*Instructions for the task*. The response should consist of the data reproduced word for word.

[Dataset entries]
<<<<

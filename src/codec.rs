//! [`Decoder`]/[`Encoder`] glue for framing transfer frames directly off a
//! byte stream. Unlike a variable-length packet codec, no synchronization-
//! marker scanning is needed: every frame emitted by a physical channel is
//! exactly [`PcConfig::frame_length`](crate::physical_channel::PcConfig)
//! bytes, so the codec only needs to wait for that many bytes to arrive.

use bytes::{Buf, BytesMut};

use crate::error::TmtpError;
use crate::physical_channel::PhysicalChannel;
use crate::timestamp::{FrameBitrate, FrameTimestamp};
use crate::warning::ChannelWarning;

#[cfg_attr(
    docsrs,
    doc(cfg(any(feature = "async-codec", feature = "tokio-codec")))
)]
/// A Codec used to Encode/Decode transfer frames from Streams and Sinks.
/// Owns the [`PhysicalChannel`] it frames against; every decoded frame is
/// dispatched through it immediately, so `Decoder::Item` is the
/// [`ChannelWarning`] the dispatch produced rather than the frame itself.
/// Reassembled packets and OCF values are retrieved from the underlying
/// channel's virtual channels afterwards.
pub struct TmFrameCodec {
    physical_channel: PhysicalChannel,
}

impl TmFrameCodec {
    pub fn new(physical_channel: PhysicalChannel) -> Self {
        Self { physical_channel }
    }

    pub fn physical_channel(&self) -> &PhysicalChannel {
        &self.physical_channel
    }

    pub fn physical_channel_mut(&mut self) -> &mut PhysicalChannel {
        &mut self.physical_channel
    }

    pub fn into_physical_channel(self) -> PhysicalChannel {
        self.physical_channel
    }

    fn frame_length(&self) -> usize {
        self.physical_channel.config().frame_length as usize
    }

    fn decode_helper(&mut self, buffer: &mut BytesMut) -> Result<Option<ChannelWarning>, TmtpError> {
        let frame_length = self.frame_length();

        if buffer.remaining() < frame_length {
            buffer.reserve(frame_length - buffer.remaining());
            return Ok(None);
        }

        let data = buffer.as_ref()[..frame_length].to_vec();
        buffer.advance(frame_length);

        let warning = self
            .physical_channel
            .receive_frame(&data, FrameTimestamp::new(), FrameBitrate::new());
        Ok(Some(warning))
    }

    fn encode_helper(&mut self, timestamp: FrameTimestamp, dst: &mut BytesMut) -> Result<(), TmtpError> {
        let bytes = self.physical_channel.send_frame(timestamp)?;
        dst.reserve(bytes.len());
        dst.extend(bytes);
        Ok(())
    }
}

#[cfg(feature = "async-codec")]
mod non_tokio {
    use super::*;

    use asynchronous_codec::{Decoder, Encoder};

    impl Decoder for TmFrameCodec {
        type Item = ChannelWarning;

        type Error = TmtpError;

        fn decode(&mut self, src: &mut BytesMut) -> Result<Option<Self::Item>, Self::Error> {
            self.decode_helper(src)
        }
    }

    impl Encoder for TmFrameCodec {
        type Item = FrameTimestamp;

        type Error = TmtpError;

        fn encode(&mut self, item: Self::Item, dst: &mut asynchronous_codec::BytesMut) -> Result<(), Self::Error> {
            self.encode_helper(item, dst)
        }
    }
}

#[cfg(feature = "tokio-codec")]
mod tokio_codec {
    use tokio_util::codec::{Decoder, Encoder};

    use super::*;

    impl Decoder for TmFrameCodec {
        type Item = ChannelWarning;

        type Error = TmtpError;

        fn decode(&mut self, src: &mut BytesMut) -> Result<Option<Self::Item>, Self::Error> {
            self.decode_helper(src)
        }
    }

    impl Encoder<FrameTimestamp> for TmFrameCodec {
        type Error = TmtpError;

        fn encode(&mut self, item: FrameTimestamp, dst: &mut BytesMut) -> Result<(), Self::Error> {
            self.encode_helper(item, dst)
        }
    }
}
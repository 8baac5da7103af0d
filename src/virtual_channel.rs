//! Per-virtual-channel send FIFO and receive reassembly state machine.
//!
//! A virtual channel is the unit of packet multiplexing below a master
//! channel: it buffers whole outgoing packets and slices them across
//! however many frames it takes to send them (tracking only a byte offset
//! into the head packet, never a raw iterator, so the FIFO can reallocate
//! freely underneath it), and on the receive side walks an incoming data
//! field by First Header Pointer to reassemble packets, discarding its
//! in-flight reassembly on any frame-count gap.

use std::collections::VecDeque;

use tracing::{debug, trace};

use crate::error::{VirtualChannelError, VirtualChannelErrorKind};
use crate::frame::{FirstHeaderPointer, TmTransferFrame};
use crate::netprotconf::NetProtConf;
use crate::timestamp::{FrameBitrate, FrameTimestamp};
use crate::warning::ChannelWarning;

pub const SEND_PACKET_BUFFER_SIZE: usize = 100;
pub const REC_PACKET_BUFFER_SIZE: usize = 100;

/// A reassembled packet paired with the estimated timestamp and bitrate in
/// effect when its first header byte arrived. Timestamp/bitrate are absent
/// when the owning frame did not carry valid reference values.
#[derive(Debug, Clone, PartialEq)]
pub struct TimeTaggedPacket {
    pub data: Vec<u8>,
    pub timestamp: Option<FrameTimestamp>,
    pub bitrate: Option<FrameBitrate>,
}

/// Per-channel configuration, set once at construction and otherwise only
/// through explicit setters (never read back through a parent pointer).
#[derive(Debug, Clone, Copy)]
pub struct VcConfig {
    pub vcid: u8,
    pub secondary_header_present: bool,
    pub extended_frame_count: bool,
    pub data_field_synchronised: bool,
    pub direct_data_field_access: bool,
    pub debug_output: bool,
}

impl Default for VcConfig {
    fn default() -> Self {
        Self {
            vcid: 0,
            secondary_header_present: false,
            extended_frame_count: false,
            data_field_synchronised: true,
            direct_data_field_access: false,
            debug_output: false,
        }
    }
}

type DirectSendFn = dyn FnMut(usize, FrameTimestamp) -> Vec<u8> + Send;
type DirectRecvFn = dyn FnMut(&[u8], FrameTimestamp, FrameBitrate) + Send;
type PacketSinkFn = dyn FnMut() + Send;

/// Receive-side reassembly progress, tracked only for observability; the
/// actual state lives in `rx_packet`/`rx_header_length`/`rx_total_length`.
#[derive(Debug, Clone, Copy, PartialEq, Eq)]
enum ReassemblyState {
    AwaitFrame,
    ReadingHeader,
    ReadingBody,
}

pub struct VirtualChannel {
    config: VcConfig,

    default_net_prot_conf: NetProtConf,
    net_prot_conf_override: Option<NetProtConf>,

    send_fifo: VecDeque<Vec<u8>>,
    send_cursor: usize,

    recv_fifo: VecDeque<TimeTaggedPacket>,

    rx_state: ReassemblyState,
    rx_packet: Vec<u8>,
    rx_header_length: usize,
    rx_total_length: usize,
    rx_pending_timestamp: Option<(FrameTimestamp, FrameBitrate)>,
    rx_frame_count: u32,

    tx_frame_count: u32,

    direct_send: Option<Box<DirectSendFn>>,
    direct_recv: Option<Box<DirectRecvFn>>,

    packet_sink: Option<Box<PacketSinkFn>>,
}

>>>>

*Reply*.
filename src/codec.rs
//! [`Decoder`]/[`Encoder`] glue for framing transfer frames directly off a
//! byte stream. Unlike a variable-length packet codec, no synchronization-
//! marker scanning is needed: every frame emitted by a physical channel is
//! exactly [`PcConfig::frame_length`](crate::physical_channel::PcConfig)
//! bytes, so the codec only needs to wait for that many bytes to arrive.

use bytes::{Buf, BytesMut};

use crate::error::TmtpError;
use crate::physical_channel::PhysicalChannel;
use crate::timestamp::{FrameBitrate, FrameTimestamp};
use crate::warning::ChannelWarning;

#[cfg_attr(
    docsrs,
    doc(cfg(any(feature = "async-codec", feature = "tokio-codec")))
)]
/// A Codec used to Encode/Decode transfer frames from Streams and Sinks.
/// Owns the [`PhysicalChannel`] it frames against; every decoded frame is
/// dispatched through it immediately, so `Decoder::Item` is the
/// [`ChannelWarning`] the dispatch produced rather than the frame itself.
/// Reassembled packets and OCF values are retrieved from the underlying
/// channel's virtual channels afterwards.
pub struct TmFrameCodec {
    physical_channel: PhysicalChannel,
}

impl TmFrameCodec {
    pub fn new(physical_channel: PhysicalChannel) -> Self {
        Self { physical_channel }
    }

    pub fn physical_channel(&self) -> &PhysicalChannel {
        &self.physical_channel
    }

    pub fn physical_channel_mut(&mut self) -> &mut PhysicalChannel {
        &mut self.physical_channel
    }

    pub fn into_physical_channel(self) -> PhysicalChannel {
        self.physical_channel
    }

    fn frame_length(&self) -> usize {
        self.physical_channel.config().frame_length as usize
    }

    fn decode_helper(&mut self, buffer: &mut BytesMut) -> Result<Option<ChannelWarning>, TmtpError> {
        let frame_length = self.frame_length();

        if buffer.remaining() < frame_length {
            buffer.reserve(frame_length - buffer.remaining());
            return Ok(None);
        }

        let data = buffer.as_ref()[..frame_length].to_vec();
        buffer.advance(frame_length);

        let warning = self
            .physical_channel
            .receive_frame(&data, FrameTimestamp::new(), FrameBitrate::new());
        Ok(Some(warning))
    }

    fn encode_helper(&mut self, timestamp: FrameTimestamp, dst: &mut BytesMut) -> Result<(), TmtpError> {
        let bytes = self.physical_channel.send_frame(timestamp)?;
        dst.reserve(bytes.len());
        dst.extend(bytes);
        Ok(())
    }
}

#[cfg(feature = "async-codec")]
mod non_tokio {
    use super::*;

    use asynchronous_codec::{Decoder, Encoder};

    impl Decoder for TmFrameCodec {
        type Item = ChannelWarning;

        type Error = TmtpError;

        fn decode(&mut self, src: &mut BytesMut) -> Result<Option<Self::Item>, Self::Error> {
            self.decode_helper(src)
        }
    }

    impl Encoder for TmFrameCodec {
        type Item = FrameTimestamp;

        type Error = TmtpError;

        fn encode(&mut self, item: Self::Item, dst: &mut asynchronous_codec::BytesMut) -> Result<(), Self::Error> {
            self.encode_helper(item, dst)
        }
    }
}

#[cfg(feature = "tokio-codec")]
mod tokio_codec {
    use tokio_util::codec::{Decoder, Encoder};

    use super::*;

    impl Decoder for TmFrameCodec {
        type Item = ChannelWarning;

        type Error = TmtpError;

        fn decode(&mut self, src: &mut BytesMut) -> Result<Option<Self::Item>, Self::Error> {
            self.decode_helper(src)
        }
    }

    impl Encoder<FrameTimestamp> for TmFrameCodec {
        type Error = TmtpError;

        fn encode(&mut self, item: FrameTimestamp, dst: &mut BytesMut) -> Result<(), Self::Error> {
            self.encode_helper(item, dst)
        }
    }
}
repository 8baac5da7103af0d
filename src/virtual_channel.rs
//! Per-virtual-channel send FIFO and receive reassembly state machine.
//!
//! A virtual channel is the unit of packet multiplexing below a master
//! channel: it buffers whole outgoing packets and slices them across
//! however many frames it takes to send them (tracking only a byte offset
//! into the head packet, never a raw iterator, so the FIFO can reallocate
//! freely underneath it), and on the receive side walks an incoming data
//! field by First Header Pointer to reassemble packets, discarding its
//! in-flight reassembly on any frame-count gap.

use std::collections::VecDeque;

use tracing::{debug, trace};

use crate::error::{VirtualChannelError, VirtualChannelErrorKind};
use crate::frame::{FirstHeaderPointer, TmTransferFrame};
use crate::netprotconf::NetProtConf;
use crate::timestamp::{FrameBitrate, FrameTimestamp};
use crate::warning::ChannelWarning;

pub const SEND_PACKET_BUFFER_SIZE: usize = 100;
pub const REC_PACKET_BUFFER_SIZE: usize = 100;

/// A reassembled packet paired with the estimated timestamp and bitrate in
/// effect when its first header byte arrived. Timestamp/bitrate are absent
/// when the owning frame did not carry valid reference values.
#[derive(Debug, Clone, PartialEq)]
pub struct TimeTaggedPacket {
    pub data: Vec<u8>,
    pub timestamp: Option<FrameTimestamp>,
    pub bitrate: Option<FrameBitrate>,
}

/// Per-channel configuration, set once at construction and otherwise only
/// through explicit setters (never read back through a parent pointer).
#[derive(Debug, Clone, Copy)]
pub struct VcConfig {
    pub vcid: u8,
    pub secondary_header_present: bool,
    pub extended_frame_count: bool,
    pub data_field_synchronised: bool,
    pub direct_data_field_access: bool,
    pub debug_output: bool,
}

impl Default for VcConfig {
    fn default() -> Self {
        Self {
            vcid: 0,
            secondary_header_present: false,
            extended_frame_count: false,
            data_field_synchronised: true,
            direct_data_field_access: false,
            debug_output: false,
        }
    }
}

type DirectSendFn = dyn FnMut(usize, FrameTimestamp) -> Vec<u8> + Send;
type DirectRecvFn = dyn FnMut(&[u8], FrameTimestamp, FrameBitrate) + Send;
type PacketSinkFn = dyn FnMut() + Send;

/// Receive-side reassembly progress, tracked only for observability; the
/// actual state lives in `rx_packet`/`rx_header_length`/`rx_total_length`.
#[derive(Debug, Clone, Copy, PartialEq, Eq)]
enum ReassemblyState {
    AwaitFrame,
    ReadingHeader,
    ReadingBody,
}

pub struct VirtualChannel {
    config: VcConfig,

    default_net_prot_conf: NetProtConf,
    net_prot_conf_override: Option<NetProtConf>,

    send_fifo: VecDeque<Vec<u8>>,
    send_cursor: usize,

    recv_fifo: VecDeque<TimeTaggedPacket>,

    rx_state: ReassemblyState,
    rx_packet: Vec<u8>,
    rx_header_length: usize,
    rx_total_length: usize,
    rx_pending_timestamp: Option<(FrameTimestamp, FrameBitrate)>,
    rx_frame_count: u32,

    tx_frame_count: u32,

    direct_send: Option<Box<DirectSendFn>>,
    direct_recv: Option<Box<DirectRecvFn>>,

    packet_sink: Option<Box<PacketSinkFn>>,
}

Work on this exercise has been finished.